Com toda literatura científica do mundo contemporânea acerca da sexualidade, além das comprovações continúas da própria existência da bissexualidade, ainda há quem queira negar a nossa existência. A bissexualidade pode existir, pode até mesmo ser comprovada a cada segundo ou milésimo, mas não pode ser socialmente aceita por causa do discurso dominante. A razão da bissexualidade não ser socialmente aceita foi descrita na parte anterior a essa, mas torno a repeti-la: num mundo estruturalmente projetado para privilegiar heterossexuais, muitos não heterossexuais não querem se ver privados desse privilégio e preferem que a bissexualidade não exista, visto que uma vida pública – e até mesmo privada – heterossexual não seria comprovação autossuficiente de heterossexualidade.


Há uma chave dupla dos problemas bissexuais. O maior problema é a sua invisibilidade – por não ser socialmente aceito como existente – e o segundo maior problema são acusações de alto teor moralista e normativista. A acusação de que bissexuais são "incapazes de serem monogâmicos", imaturos e promíscuos. O fato é bissexuais existem num número igual ou superior ao número de homossexuais. Homossexuais e heterossexuais veem o mundo de forma binária pois isso é inerente a própria sexualidade deles, em outros termos, eles veem o mundo a partir de sua experiência pessoal – de forma empírica –, mas a experiência pessoal não é comprovação das suas teses. É impossível ver o que há dentro do outro, sobretudo a alguns aspectos que não são de natureza reproduzível.

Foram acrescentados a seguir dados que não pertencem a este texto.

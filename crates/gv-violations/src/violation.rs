// violation.rs — Violation record data model.
//
// A violation is created when a policy check fails. It is immutable after
// capture except for the optional resolution attached later by a reviewer.

use chrono::{DateTime, Utc};
use serde::{Deserialize, Serialize};
use uuid::Uuid;

/// What kind of policy breach occurred.
#[derive(
    Debug, Clone, Copy, PartialEq, Eq, PartialOrd, Ord, Hash, Serialize, Deserialize,
)]
#[serde(rename_all = "SCREAMING_SNAKE_CASE")]
pub enum ViolationType {
    /// Action CAES exceeded an MRCC classification ceiling.
    MrccExceeded,
    /// Action is forbidden by status or by the MRCC forbidden list.
    ForbiddenAction,
    /// Action was attempted without the required authority.
    AuthorityMissing,
    /// Action CAES exceeded an MRCC scope ceiling.
    ScopeExceeded,
    /// A rate limit was breached.
    RateLimit,
    /// An epoch monotonic property would be violated.
    EpochViolation,
    /// Action disagrees with its declared policy.
    PolicyMismatch,
}

impl ViolationType {
    /// Every variant, for zero-filled statistics.
    pub const ALL: [ViolationType; 7] = [
        ViolationType::MrccExceeded,
        ViolationType::ForbiddenAction,
        ViolationType::AuthorityMissing,
        ViolationType::ScopeExceeded,
        ViolationType::RateLimit,
        ViolationType::EpochViolation,
        ViolationType::PolicyMismatch,
    ];
}

impl std::fmt::Display for ViolationType {
    fn fmt(&self, f: &mut std::fmt::Formatter<'_>) -> std::fmt::Result {
        let name = match self {
            ViolationType::MrccExceeded => "MRCC_EXCEEDED",
            ViolationType::ForbiddenAction => "FORBIDDEN_ACTION",
            ViolationType::AuthorityMissing => "AUTHORITY_MISSING",
            ViolationType::ScopeExceeded => "SCOPE_EXCEEDED",
            ViolationType::RateLimit => "RATE_LIMIT",
            ViolationType::EpochViolation => "EPOCH_VIOLATION",
            ViolationType::PolicyMismatch => "POLICY_MISMATCH",
        };
        f.write_str(name)
    }
}

/// How serious the breach is.
#[derive(
    Debug, Clone, Copy, PartialEq, Eq, PartialOrd, Ord, Hash, Serialize, Deserialize,
)]
#[serde(rename_all = "SCREAMING_SNAKE_CASE")]
pub enum ViolationSeverity {
    Low,
    Medium,
    High,
    Critical,
}

impl ViolationSeverity {
    /// Every variant, for zero-filled statistics.
    pub const ALL: [ViolationSeverity; 4] = [
        ViolationSeverity::Low,
        ViolationSeverity::Medium,
        ViolationSeverity::High,
        ViolationSeverity::Critical,
    ];
}

/// Where and under what policy the violation occurred.
#[derive(Debug, Clone, Default, PartialEq, Eq, Serialize, Deserialize)]
pub struct ViolationContext {
    /// Who attempted the action.
    pub actor: String,
    /// The resource the action targeted, if known.
    #[serde(default, skip_serializing_if = "Option::is_none")]
    pub target: Option<String>,
    /// The CAES the actor requested.
    #[serde(default, skip_serializing_if = "Option::is_none")]
    pub requested_caes: Option<String>,
    /// The CAES ceiling that applied.
    #[serde(default, skip_serializing_if = "Option::is_none")]
    pub allowed_caes: Option<String>,
    /// Reference to the policy clause that was breached.
    #[serde(default, skip_serializing_if = "Option::is_none")]
    pub policy_ref: Option<String>,
    /// The epoch in force at the time, if any.
    #[serde(default, skip_serializing_if = "Option::is_none")]
    pub epoch_id: Option<String>,
}

impl ViolationContext {
    pub fn for_actor(actor: impl Into<String>) -> Self {
        Self {
            actor: actor.into(),
            ..Self::default()
        }
    }
}

/// How a violation was ultimately disposed of.
#[derive(Debug, Clone, Copy, PartialEq, Eq, Serialize, Deserialize)]
#[serde(rename_all = "SCREAMING_SNAKE_CASE")]
pub enum ResolutionType {
    Approved,
    Blocked,
    Escalated,
    Exception,
}

/// The resolution record attached to a violation by a reviewer.
#[derive(Debug, Clone, PartialEq, Eq, Serialize, Deserialize)]
pub struct ViolationResolution {
    pub resolved_at: DateTime<Utc>,
    pub resolved_by: String,
    pub resolution_type: ResolutionType,
    #[serde(default, skip_serializing_if = "Option::is_none")]
    pub notes: Option<String>,
}

/// A single policy violation.
#[derive(Debug, Clone, PartialEq, Serialize, Deserialize)]
pub struct Violation {
    /// Unique identifier for this violation.
    pub id: Uuid,
    /// When the violation occurred (UTC).
    pub timestamp: DateTime<Utc>,
    /// The action that triggered it.
    pub action_id: String,
    /// The action's CAES string at the time.
    pub caes: String,
    pub violation_type: ViolationType,
    pub severity: ViolationSeverity,
    pub context: ViolationContext,
    /// Attached once a reviewer disposes of the violation.
    #[serde(default, skip_serializing_if = "Option::is_none")]
    pub resolution: Option<ViolationResolution>,
}

impl Violation {
    /// Create a new, unresolved violation with a fresh id and the current
    /// timestamp.
    pub fn new(
        action_id: impl Into<String>,
        caes: impl Into<String>,
        violation_type: ViolationType,
        severity: ViolationSeverity,
        context: ViolationContext,
    ) -> Self {
        Self {
            id: Uuid::new_v4(),
            timestamp: Utc::now(),
            action_id: action_id.into(),
            caes: caes.into(),
            violation_type,
            severity,
            context,
            resolution: None,
        }
    }

    /// Whether a resolution has been attached.
    pub fn is_resolved(&self) -> bool {
        self.resolution.is_some()
    }
}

Quando cobram uma estabilidade de bissexuais, cobram uma estabilidade pautada na visão monossexista. Isto é, no binarismo maniqueísta da sexualidade.  Estabilidade seria ser "hétero ou homo", mas isso não faz sequer sentido. Estabilidade é continuidade de algo através do espaço-tempo e quem é bissexual é bissexual a vida inteira, logo a bissexualidade é uma sexualidade tão estável quanto a homossexualidade e heterossexualidade. A negação da bissexualidade é algo muito mais ditado de forma narrativa ou ideológica. E os argumentos não surgem pautados por uma pesquisa séria, mas através de uma linha se raciocínio turva que existe para defender um grupo de outro.


A questão apresentada pela bissexualidade é bem variada. Ela apresenta múltiplos caminhos que escapam ao controle, seja de heterossexuais, seja de homossexuais. É um tabu falar que bissexuais são vistos como inimigos de homossexuais e heterossexuais, mesmo que isso não seja conscientemente admito por nenhum desses grupos – além de certas pessoas que prezam pela sinceridade. Homossexuais precisam de uma visão de estabilidade da sua sexualidade para lutar contra o heterossexismo, mas isso leva a eles a atacarem bissexuais, visto que a bissexualidade pode ou poderia apresentar a hipótese de que a sexualidade é uma escolha e não algo essencial, isso favorecia a narrativa heterossexista e a sua normatização forçada. Fora isso, a visão poliamorista que muitos bissexuais apresentam feriu – e ainda fere – a imagem monogâmica que muitos homossexuais quem passar para tornar a homossexualidade mais socialmente aceita. Há também o fato de que homossexuais veem bissexuais como potenciais traidores pelo fato de que bissexuais podem entrar em relacionamentos heterossexuais.